薬学部の学費

薬学部は6年制となり、前以上に学費がかかるようになりました。
そのために多くの学生が奨学金を利用していますが、奨学金は支給ではなく借入れなので、必ず返済しないとなりません。
給付型の奨学金もありますが、多くは貸与型の奨学金を利用する学生が多いです。
6年制では800万円もの学費がかる場合もあり、これだけお金を借りると毎月5万円も返済しないとなりません。

例えば貸与利率は0.79%として、1,000万円ほど借りたとすると、月々の返済額は45,000円となります。
薬剤師の初任給は20万円から25万円ぐらいです。
税金などで5万円引かれるとすると、奨学金分を返済すると、その月の手持ちは15万円から10万円ほど残ります。
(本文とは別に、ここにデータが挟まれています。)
//! Gateway connection worker
//!
//! Owns the WebSocket connection lifecycle: connect, hello, outbox flush,
//! frame pumping, keepalive, reconnect with capped jittered backoff.

use std::collections::VecDeque;
use std::sync::Arc;
use std::time::Duration;

use futures::{SinkExt, StreamExt};
use rand::Rng;
use shared::WireMessage;
use tokio::net::TcpStream;
use tokio::sync::{Notify, broadcast, mpsc};
use tokio_tungstenite::tungstenite::Message;
use tokio_tungstenite::{MaybeTlsStream, WebSocketStream, connect_async};
use tokio_util::sync::CancellationToken;

/// Reconnect backoff base
const RECONNECT_BASE_MS: u64 = 500;
/// Reconnect backoff cap
const RECONNECT_MAX_MS: u64 = 30_000;
/// Connect attempt timeout
const CONNECT_TIMEOUT_SECS: u64 = 10;
/// Keepalive ping interval
const PING_INTERVAL_SECS: u64 = 30;

type WsStream = WebSocketStream<MaybeTlsStream<TcpStream>>;

/// Why a session ended
enum SessionEnd {
    /// Connection lost, reconnect
    Retry,
    /// Shutdown requested, stop the worker
    Shutdown,
}

pub(crate) struct GatewayWorker {
    url: String,
    branch_id: String,
    cmd_rx: mpsc::UnboundedReceiver<WireMessage>,
    event_tx: broadcast::Sender<WireMessage>,
    nudge: Arc<Notify>,
    shutdown: CancellationToken,
    /// Messages that could not be delivered mid-session, replayed FIFO
    /// ahead of fresh traffic on the next connect.
    outbox: VecDeque<WireMessage>,
}

impl GatewayWorker {
    pub(crate) fn new(
        url: String,
        branch_id: String,
        cmd_rx: mpsc::UnboundedReceiver<WireMessage>,
        event_tx: broadcast::Sender<WireMessage>,
        nudge: Arc<Notify>,
        shutdown: CancellationToken,
    ) -> Self {
        Self {
            url,
            branch_id,
            cmd_rx,
            event_tx,
            nudge,
            shutdown,
            outbox: VecDeque::new(),
        }
    }

    /// Main run loop — connect, run a session, reconnect on failure
    pub(crate) async fn run(mut self) {
        tracing::info!(url = %self.url, "Gateway worker started");
        let mut attempt: u32 = 0;

        loop {
            if self.shutdown.is_cancelled() {
                break;
            }

            let connect = tokio::time::timeout(
                Duration::from_secs(CONNECT_TIMEOUT_SECS),
                connect_async(self.url.as_str()),
            );
            match connect.await {
                Ok(Ok((ws, _))) => {
                    tracing::info!("Gateway connected");
                    attempt = 0;
                    if let SessionEnd::Shutdown = self.run_session(ws).await {
                        break;
                    }
                }
                Ok(Err(e)) => {
                    tracing::warn!(error = %e, "Gateway connect failed");
                }
                Err(_) => {
                    tracing::warn!("Gateway connect timed out");
                }
            }

            let delay = Duration::from_millis(jittered_backoff_ms(attempt));
            attempt = attempt.saturating_add(1);
            tracing::debug!(delay_ms = delay.as_millis() as u64, attempt, "Gateway reconnect scheduled");

            tokio::select! {
                _ = self.shutdown.cancelled() => break,
                _ = self.nudge.notified() => {
                    // Connectivity regained — retry immediately, reset backoff
                    attempt = 0;
                }
                _ = tokio::time::sleep(delay) => {}
            }
        }

        tracing::info!("Gateway worker stopped");
    }

    /// Run a single session until disconnect or shutdown
    async fn run_session(&mut self, ws: WsStream) -> SessionEnd {
        let (mut sink, mut stream) = ws.split();

        // Announce the controller, then flush queued traffic FIFO
        let hello = WireMessage::controller_hello(&self.branch_id);
        if send_frame(&mut sink, &hello).await.is_err() {
            return SessionEnd::Retry;
        }
        while let Some(msg) = self.outbox.pop_front() {
            if send_frame(&mut sink, &msg).await.is_err() {
                self.outbox.push_front(msg);
                return SessionEnd::Retry;
            }
        }

        let mut ping_interval = tokio::time::interval(Duration::from_secs(PING_INTERVAL_SECS));
        ping_interval.tick().await; // skip immediate tick

        loop {
            tokio::select! {
                _ = self.shutdown.cancelled() => {
                    let _ = sink.close().await;
                    return SessionEnd::Shutdown;
                }

                cmd = self.cmd_rx.recv() => {
                    match cmd {
                        Some(msg) => {
                            if send_frame(&mut sink, &msg).await.is_err() {
                                // Keep it for the next session
                                self.outbox.push_back(msg);
                                return SessionEnd::Retry;
                            }
                        }
                        // All handles dropped
                        None => {
                            let _ = sink.close().await;
                            return SessionEnd::Shutdown;
                        }
                    }
                }

                _ = ping_interval.tick() => {
                    if sink.send(Message::Ping(Vec::new())).await.is_err() {
                        tracing::warn!("Gateway ping failed, reconnecting");
                        return SessionEnd::Retry;
                    }
                }

                frame = stream.next() => {
                    match frame {
                        Some(Ok(Message::Text(text))) => {
                            if let Some(msg) = WireMessage::parse(&text) {
                                // No subscribers is fine
                                let _ = self.event_tx.send(msg);
                            }
                        }
                        Some(Ok(Message::Ping(data))) => {
                            let _ = sink.send(Message::Pong(data)).await;
                        }
                        Some(Ok(Message::Close(_))) => {
                            tracing::info!("Gateway closed by peer");
                            return SessionEnd::Retry;
                        }
                        Some(Err(e)) => {
                            tracing::warn!(error = %e, "Gateway stream error");
                            return SessionEnd::Retry;
                        }
                        None => {
                            tracing::info!("Gateway stream ended");
                            return SessionEnd::Retry;
                        }
                        _ => {} // Binary, Pong — ignore
                    }
                }
            }
        }
    }
}

/// Serialize and send one frame. Serialization failures are logged and the
/// message dropped (fire-and-forget); transport failures end the session.
async fn send_frame<S>(sink: &mut S, msg: &WireMessage) -> Result<(), ()>
where
    S: futures::Sink<Message, Error = tokio_tungstenite::tungstenite::Error> + Unpin,
{
    let text = match msg.to_json() {
        Ok(text) => text,
        Err(e) => {
            tracing::error!(error = %e, "Failed to encode gateway frame");
            return Ok(());
        }
    };
    match sink.send(Message::Text(text)).await {
        Ok(()) => {
            tracing::debug!(frame = ?msg, "Gateway >>>");
            Ok(())
        }
        Err(e) => {
            tracing::warn!(error = %e, "Gateway send failed");
            Err(())
        }
    }
}

/// Exponential backoff with jitter in [0.5, 1.0), capped
fn jittered_backoff_ms(attempt: u32) -> u64 {
    let jitter = rand::thread_rng().gen_range(0.5..1.0);
    (backoff_ceiling_ms(attempt) as f64 * jitter) as u64
}

/// Backoff ceiling before jitter: base * 2^attempt, capped
fn backoff_ceiling_ms(attempt: u32) -> u64 {
    RECONNECT_BASE_MS
        .saturating_mul(1u64 << attempt.min(16))
        .min(RECONNECT_MAX_MS)
}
働いていけば収入は増えていきますが、将来に備えて貯金をしようとすると、少し厳しい給料です。
薬剤師になったころは、賃貸住宅に住んでいれば家賃がかかり、さらに生活費を引くとほとんど自由に使えるお金は無くなります。
生活を苦しくしないためには、学費の安い薬学部に通うか、製薬会社など給料の高いところで働くかの2つです。
奨学金を借りようという時点から、すでに将来はどうなるかほとんど決まっています。

負担を減らすために

奨学金を借りても負担を減らす方法はあります。

・薬局の奨学金制度
多くの薬局で奨学金制度を設けており、月に5万円前後貸し出してくれます。
中には卒業後にその薬局で薬剤師として一定期間勤務すると、返済が免除されるという薬局もあります。
薬学部で5回生や6回生のときから利用できるという薬局もあり、ここもまた2年間薬剤師としてそこで働けば免除されるような制度を設けています。

就職先を学生のうちに決めておきたいなどという場合には、大いにメリットのある制度です。
そしてもしもその薬局で働くことが決まれば、就職活動をしなくても済みます。

・日本学生支援機構以外の奨学金
奨学金制度を設けているのは日本学生支援機構ばかりでなく、地方自治体や民間団体の奨学金もあります。
また経済的に厳しい家庭や、被災地の学生向け奨学金などもあります。
このような制度は給付される場合や、成績が優秀であれば返済が免除されることもあります。

その他にも給付型の奨学金を利用するという方法もあります。
給付型は、日本育成支援会や岩國育成財団やアイザワ記念育英財団など多くの団体で行われています。
ただし給付型の奨学金を利用するには、それぞれの団体の条件を満たさないとならず、支給対象として採用されて利用でき、貸与型よりはハードルは高いです。
さらには教育ローンを利用するという方法もあり、奨学金と教育ローンを利用して上手に負担を減らすことも可能です。